I am using the following pattern today to synchronize results of the GPU processing back to CPU (CUDAnative, CuArrays, CUDAdrv)
# data_out_gpu and data_in_gpu are CuArrays #do_some_gpu_processing() will launch kernels etc do_some_gpu_processing(data_out_gpu, data_in_gpu) #calling Array will force wait for gpu to finish processing data_out_cpu = Array(data_out_gpu)
However, I noticed that with such a pattern cpu gets loaded 100% waiting for gpu. Thus I wonder if there is a more gentle on the CPU pattern? Some type of an event or similar which can fired on “ok GPU is done you can come and pick your data” or some other recommended way to wait?

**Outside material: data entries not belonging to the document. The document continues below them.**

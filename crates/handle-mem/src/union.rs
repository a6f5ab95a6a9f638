//! Closed sum types over two to four alternatives.
//!
//! `Union2<A, B>`, `Union3<A, B, C>` and `Union4<A, B, C, D>` hold exactly one
//! alternative at a time. Extraction by type is checked: asking for an
//! alternative that isn't active is a `TypeMismatch`, and asking for a type
//! that isn't an alternative at all is `NotAnAlternative`.
//!
//! Dispatch is exhaustive by construction. `visit` takes one closure per
//! alternative and `accept` takes a visitor whose trait requires one method per
//! alternative, so leaving one out does not compile:
//!
//! ```compile_fail
//! use handle_mem::Union3;
//!
//! let u: Union3<i32, String, bool> = Union3::First(1);
//! let label = u.visit(|n| n.to_string(), |s| s.clone());
//! ```
//!
//! ```compile_fail
//! use handle_mem::{Union2, Visit2};
//!
//! struct OnlyNumbers;
//!
//! impl Visit2<i32, String> for OnlyNumbers {
//!     type Output = i32;
//!     fn first(&mut self, value: &i32) -> i32 {
//!         *value
//!     }
//! }
//!
//! let u: Union2<i32, String> = Union2::First(1);
//! u.accept(&mut OnlyNumbers);
//! ```
//!
//! For unions over named domain types, see [`tagged_union!`](crate::tagged_union),
//! which also rejects non-alternative types at compile time.

use crate::error::{MemError, Result};
use std::any::{type_name, Any, TypeId};
use std::fmt;
use std::mem::ManuallyDrop;

/// Position of the active alternative in a generic union.
#[derive(Debug, Clone, Copy, PartialEq, Eq, Hash, PartialOrd, Ord)]
pub enum Slot {
    First,
    Second,
    Third,
    Fourth,
}

impl Slot {
    pub const fn index(self) -> usize {
        match self {
            Slot::First => 0,
            Slot::Second => 1,
            Slot::Third => 2,
            Slot::Fourth => 3,
        }
    }
}

impl fmt::Display for Slot {
    fn fmt(&self, f: &mut fmt::Formatter<'_>) -> fmt::Result {
        write!(f, "alternative #{}", self.index())
    }
}

/// Typed access to one alternative of a union declared with
/// [`tagged_union!`](crate::tagged_union).
///
/// Implemented once per alternative type, so `get::<X>()` only compiles when
/// `X` is one of the union's alternatives.
pub trait Alternative<X>: Sized {
    /// The value if `X` is active.
    fn alternative(&self) -> Option<&X>;

    fn alternative_mut(&mut self) -> Option<&mut X>;

    /// The value if `X` is active, or the union back unchanged.
    fn into_alternative(self) -> std::result::Result<X, Self>;
}

/// Move `value` out as `X` when `X` and `V` are the same type.
fn downcast_owned<X: 'static, V: 'static>(value: V) -> std::result::Result<X, V> {
    if TypeId::of::<X>() == TypeId::of::<V>() {
        let value = ManuallyDrop::new(value);
        // SAFETY: X and V are the same type, and `value` is never dropped as a V.
        Ok(unsafe { std::ptr::read(&*value as *const V as *const X) })
    } else {
        Err(value)
    }
}

macro_rules! define_union {
    (
        $(#[$meta:meta])*
        $name:ident, $visit:ident {
            $( $variant:ident($T:ident) => $method:ident ),+ $(,)?
        }
    ) => {
        $(#[$meta])*
        #[derive(Debug, Clone, Copy, PartialEq, Eq, Hash)]
        pub enum $name<$($T),+> {
            $( $variant($T), )+
        }

        /// Visitor with one required method per alternative.
        pub trait $visit<$($T),+> {
            type Output;
            $( fn $method(&mut self, value: &$T) -> Self::Output; )+
        }

        impl<$($T),+> $name<$($T),+> {
            /// Which alternative is live.
            #[inline]
            pub fn active_type(&self) -> Slot {
                match self {
                    $( Self::$variant(_) => Slot::$variant, )+
                }
            }

            /// Zero-based position of the live alternative.
            #[inline]
            pub fn index(&self) -> usize {
                self.active_type().index()
            }

            /// Type name of the live alternative.
            pub fn type_name(&self) -> &'static str {
                match self {
                    $( Self::$variant(_) => type_name::<$T>(), )+
                }
            }

            /// Call exactly the closure matching the live alternative.
            pub fn visit<R>(&self, $( $method: impl FnOnce(&$T) -> R ),+) -> R {
                match self {
                    $( Self::$variant(value) => $method(value), )+
                }
            }

            /// Like [`visit`](Self::visit), consuming the union.
            pub fn fold<R>(self, $( $method: impl FnOnce($T) -> R ),+) -> R {
                match self {
                    $( Self::$variant(value) => $method(value), )+
                }
            }

            /// Dispatch to the visitor method matching the live alternative.
            pub fn accept<V: $visit<$($T),+>>(&self, visitor: &mut V) -> V::Output {
                match self {
                    $( Self::$variant(value) => visitor.$method(value), )+
                }
            }
        }

        impl<$($T: 'static),+> $name<$($T),+> {
            fn check_alternative<X: 'static>() -> Result<()> {
                if [$( TypeId::of::<$T>() ),+].contains(&TypeId::of::<X>()) {
                    Ok(())
                } else {
                    Err(MemError::NotAnAlternative { ty: type_name::<X>() })
                }
            }

            /// True if the live alternative has type `X`.
            pub fn holds<X: 'static>(&self) -> bool {
                self.get::<X>().is_ok()
            }

            /// Borrow the live value as `X`.
            pub fn get<X: 'static>(&self) -> Result<&X> {
                Self::check_alternative::<X>()?;
                let value: &dyn Any = match self {
                    $( Self::$variant(value) => value, )+
                };
                value
                    .downcast_ref::<X>()
                    .ok_or_else(|| MemError::mismatch::<X>(self.type_name()))
            }

            pub fn get_mut<X: 'static>(&mut self) -> Result<&mut X> {
                Self::check_alternative::<X>()?;
                let found = self.type_name();
                let value: &mut dyn Any = match self {
                    $( Self::$variant(value) => value, )+
                };
                value
                    .downcast_mut::<X>()
                    .ok_or_else(|| MemError::mismatch::<X>(found))
            }

            /// Move the live value out as `X`, or hand the union back.
            pub fn into_value<X: 'static>(self) -> std::result::Result<X, Self> {
                match self {
                    $( Self::$variant(value) => downcast_owned::<X, $T>(value).map_err(Self::$variant), )+
                }
            }

            /// Drop the live value and make `value` the active alternative.
            ///
            /// The first alternative whose type is `X` is chosen. Fails, leaving
            /// `self` untouched, if `X` is not an alternative.
            pub fn assign<X: 'static>(&mut self, value: X) -> Result<()> {
                Self::check_alternative::<X>()?;
                $(
                    let value = match downcast_owned::<$T, X>(value) {
                        Ok(value) => {
                            log::trace!(
                                "union switching {} -> {}",
                                self.type_name(),
                                type_name::<$T>()
                            );
                            *self = Self::$variant(value);
                            return Ok(());
                        }
                        Err(value) => value,
                    };
                )+
                drop(value);
                Err(MemError::NotAnAlternative { ty: type_name::<X>() })
            }
        }
    };
}

define_union! {
    /// One of two alternatives.
    ///
    /// # Example
    ///
    /// ```
    /// use handle_mem::Union2;
    ///
    /// let mut u: Union2<i32, String> = Union2::Second("hello".to_string());
    /// assert!(u.get::<i32>().is_err());
    /// assert_eq!(u.get::<String>().unwrap(), "hello");
    ///
    /// u.assign(7).unwrap();
    /// assert_eq!(u.get::<i32>(), Ok(&7));
    /// ```
    Union2, Visit2 {
        First(A) => first,
        Second(B) => second,
    }
}

define_union! {
    /// One of three alternatives.
    Union3, Visit3 {
        First(A) => first,
        Second(B) => second,
        Third(C) => third,
    }
}

define_union! {
    /// One of four alternatives.
    Union4, Visit4 {
        First(A) => first,
        Second(B) => second,
        Third(C) => third,
        Fourth(D) => fourth,
    }
}

impl<A, B> From<Union2<A, B>> for (Option<A>, Option<B>) {
    /// Spread into a pair with exactly one slot filled.
    fn from(union: Union2<A, B>) -> Self {
        match union {
            Union2::First(a) => (Some(a), None),
            Union2::Second(b) => (None, Some(b)),
        }
    }
}

impl<A, B> TryFrom<(Option<A>, Option<B>)> for Union2<A, B> {
    type Error = MemError;

    /// Collapse a pair with exactly one slot filled.
    fn try_from(pair: (Option<A>, Option<B>)) -> Result<Self> {
        match pair {
            (Some(a), None) => Ok(Union2::First(a)),
            (None, Some(b)) => Ok(Union2::Second(b)),
            (Some(_), Some(_)) => Err(MemError::TypeMismatch {
                expected: "exactly one filled slot",
                found: "two filled slots",
            }),
            (None, None) => Err(MemError::TypeMismatch {
                expected: "exactly one filled slot",
                found: "no filled slot",
            }),
        }
    }
}
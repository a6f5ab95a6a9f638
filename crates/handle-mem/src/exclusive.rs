//! Exclusive-ownership handle.

use crate::error::{MemError, Result};
use crate::policy::CountPolicy;
use crate::shared::SharedHandle;
use std::fmt;

/// Sole owner of one heap-allocated value.
///
/// An `Exclusive` is either owning or empty. Ownership only moves through
/// [`transfer`](Exclusive::transfer) or [`transfer_from`](Exclusive::transfer_from),
/// which always leave the source empty. It is never duplicated: there is no
/// `Clone` impl.
///
/// The owned value is dropped exactly once, when the handle goes out of scope,
/// is assigned over, or is [`reset`](Exclusive::reset).
///
/// # Example
///
/// ```
/// use handle_mem::{Exclusive, MemError};
///
/// let mut first = Exclusive::acquire(42);
/// let mut second = first.transfer();
///
/// assert!(first.is_empty());
/// assert_eq!(second.release(), Ok(42));
/// assert_eq!(second.release(), Err(MemError::EmptyHandle));
/// ```
pub struct Exclusive<T> {
    slot: Option<Box<T>>,
}

impl<T> Exclusive<T> {
    /// Take ownership of a freshly produced value.
    #[inline]
    pub fn acquire(value: T) -> Self {
        Self {
            slot: Some(Box::new(value)),
        }
    }

    /// A handle that owns nothing.
    #[inline]
    pub const fn empty() -> Self {
        Self { slot: None }
    }

    #[inline]
    pub fn is_empty(&self) -> bool {
        self.slot.is_none()
    }

    /// Move ownership into a new handle, leaving `self` empty.
    #[inline]
    pub fn transfer(&mut self) -> Self {
        Self {
            slot: self.slot.take(),
        }
    }

    /// Move ownership out of `source` into `self`.
    ///
    /// Whatever `self` owned before is dropped. The move itself runs no user
    /// code, so it cannot fail halfway: afterwards exactly one of the two
    /// handles owns the value `source` held.
    pub fn transfer_from(&mut self, source: &mut Self) {
        let incoming = source.slot.take();
        let outgoing = std::mem::replace(&mut self.slot, incoming);
        if outgoing.is_some() {
            log::trace!("exclusive handle dropping previous value on assignment");
        }
        drop(outgoing);
    }

    /// Extract the owned value, leaving the handle empty.
    pub fn release(&mut self) -> Result<T> {
        match self.slot.take() {
            Some(boxed) => {
                log::trace!("exclusive handle released");
                Ok(*boxed)
            }
            None => Err(MemError::EmptyHandle),
        }
    }

    /// Consume the handle, returning the owned value.
    pub fn into_inner(mut self) -> Result<T> {
        self.release()
    }

    /// Drop the owned value now. Does nothing on an empty handle.
    pub fn reset(&mut self) {
        if let Some(boxed) = self.slot.take() {
            log::trace!("exclusive handle reset");
            drop(boxed);
        }
    }

    /// Put `value` in the handle, returning the value it replaces (if any).
    pub fn replace(&mut self, value: T) -> Option<T> {
        self.slot.replace(Box::new(value)).map(|boxed| *boxed)
    }

    /// Borrow the owned value.
    pub fn get(&self) -> Result<&T> {
        self.slot.as_deref().ok_or(MemError::EmptyHandle)
    }

    /// Mutably borrow the owned value.
    pub fn get_mut(&mut self) -> Result<&mut T> {
        self.slot.as_deref_mut().ok_or(MemError::EmptyHandle)
    }

    /// Hand the value over to a new shared handle.
    ///
    /// The value moves into a fresh control block; `self` is left empty.
    pub fn into_shared<P: CountPolicy>(&mut self) -> Result<SharedHandle<T, P>> {
        self.release().map(SharedHandle::acquire)
    }
}

impl<T> Default for Exclusive<T> {
    fn default() -> Self {
        Self::empty()
    }
}

impl<T> From<Box<T>> for Exclusive<T> {
    /// Adopt an existing allocation without moving the value.
    fn from(boxed: Box<T>) -> Self {
        Self { slot: Some(boxed) }
    }
}

impl<T: fmt::Debug> fmt::Debug for Exclusive<T> {
    fn fmt(&self, f: &mut fmt::Formatter<'_>) -> fmt::Result {
        match &self.slot {
            Some(value) => f.debug_tuple("Exclusive").field(value).finish(),
            None => f.write_str("Exclusive(<empty>)"),
        }
    }
}

#[cfg(test)]
#[allow(clippy::unwrap_used, clippy::expect_used, clippy::panic)]
mod tests {
    use super::*;
    use std::cell::Cell;
    use std::rc::Rc;

    struct DropTracker(Rc<Cell<usize>>);
    impl Drop for DropTracker {
        fn drop(&mut self) {
            self.0.set(self.0.get() + 1);
        }
    }

    #[test]
    fn test_acquire_and_get() {
        let mut h = Exclusive::acquire(String::from("hello"));
        assert_eq!(h.get().map(String::as_str), Ok("hello"));
        h.get_mut().unwrap().push('!');
        assert_eq!(h.get().unwrap(), "hello!");
    }

    #[test]
    fn test_transfer_empties_source() {
        let mut a = Exclusive::acquire(42);
        let b = a.transfer();
        assert!(a.is_empty());
        assert!(!b.is_empty());
        assert_eq!(a.get(), Err(MemError::EmptyHandle));
    }

    #[test]
    fn test_release_twice_fails() {
        let mut a = Exclusive::acquire(42);
        let mut b = a.transfer();
        assert_eq!(b.release(), Ok(42));
        assert_eq!(b.release(), Err(MemError::EmptyHandle));
        assert_eq!(a.release(), Err(MemError::EmptyHandle));
    }

    #[test]
    fn test_transfer_from_drops_previous() {
        let drops = Rc::new(Cell::new(0));
        let mut dest = Exclusive::acquire(DropTracker(drops.clone()));
        let mut src = Exclusive::acquire(DropTracker(drops.clone()));

        dest.transfer_from(&mut src);
        assert_eq!(drops.get(), 1);
        assert!(src.is_empty());
        assert!(!dest.is_empty());

        drop(dest);
        drop(src);
        assert_eq!(drops.get(), 2);
    }

    #[test]
    fn test_transfer_from_empty_source() {
        let drops = Rc::new(Cell::new(0));
        let mut dest = Exclusive::acquire(DropTracker(drops.clone()));
        let mut src = Exclusive::empty();

        dest.transfer_from(&mut src);
        assert_eq!(drops.get(), 1);
        assert!(dest.is_empty());
    }

    #[test]
    fn test_reset_is_idempotent() {
        let drops = Rc::new(Cell::new(0));
        let mut h = Exclusive::acquire(DropTracker(drops.clone()));
        h.reset();
        h.reset();
        assert_eq!(drops.get(), 1);
        assert!(h.is_empty());
    }

    #[test]
    fn test_replace() {
        let mut h = Exclusive::empty();
        assert_eq!(h.replace(1), None);
        assert_eq!(h.replace(2), Some(1));
        assert_eq!(h.into_inner(), Ok(2));
    }

    #[test]
    fn test_from_box_keeps_address() {
        let boxed = Box::new([7u8; 16]);
        let addr = &*boxed as *const [u8; 16];
        let h = Exclusive::from(boxed);
        assert!(std::ptr::eq(h.get().unwrap(), addr));
    }

    #[test]
    fn test_debug() {
        assert_eq!(format!("{:?}", Exclusive::acquire(3)), "Exclusive(3)");
        assert_eq!(format!("{:?}", Exclusive::<i32>::empty()), "Exclusive(<empty>)");
    }
}
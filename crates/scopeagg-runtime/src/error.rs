//! Runtime error types

use scopeagg_core::{CoreError, FeatureId};
use thiserror::Error;

/// Runtime error
#[derive(Error, Debug)]
pub enum RuntimeError {
    /// A raw value could not be converted to a continuous feature value
    #[error("Conversion failed for feature {feature_id}: {source}")]
    Conversion {
        feature_id: i64,
        #[source]
        source: CoreError,
    },

    /// Two distinct (feature, key) pairs produced the same scoped feature id
    #[error("Duplicate scoped feature id {id}: '{first}' and '{second}'")]
    DuplicateFeatureId {
        id: FeatureId,
        first: String,
        second: String,
    },

    /// Configuration could not be parsed
    #[error("Configuration error: {0}")]
    Config(String),

    #[error(transparent)]
    Core(#[from] CoreError),
}

/// Result type for runtime operations
pub type Result<T> = std::result::Result<T, RuntimeError>;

For reference: the GPU processing I have takes somewhere between 10ms - 1 sec. Averaging on 250ms. And all the processing I do on the CPU is an order of magnitude of 1ms. data_out_gpu is really a tiny array with results (3-24 Float32 numbers). So I would expected CPU idling most of the time…
This is normally not a problem with 1 julia instance. But I run several julia instances per gpu (to be able to run several kernels in parallel) and have several GPUs in the system. Thus before you know CPU is 100% busy and starts having troubles feeding GPUs with new kernels.
The only thing I found so far is GPU Event: https://github.com/JuliaGPU/CUDAdrv.jl/blob/2a77dff0eaad0df12abd8cf05e73b3f9d5968ad5/src/events.jl#L73-L87 Was planning to measure performance on of it vs Array(gpu_result) synchronization. Is that more canonical way?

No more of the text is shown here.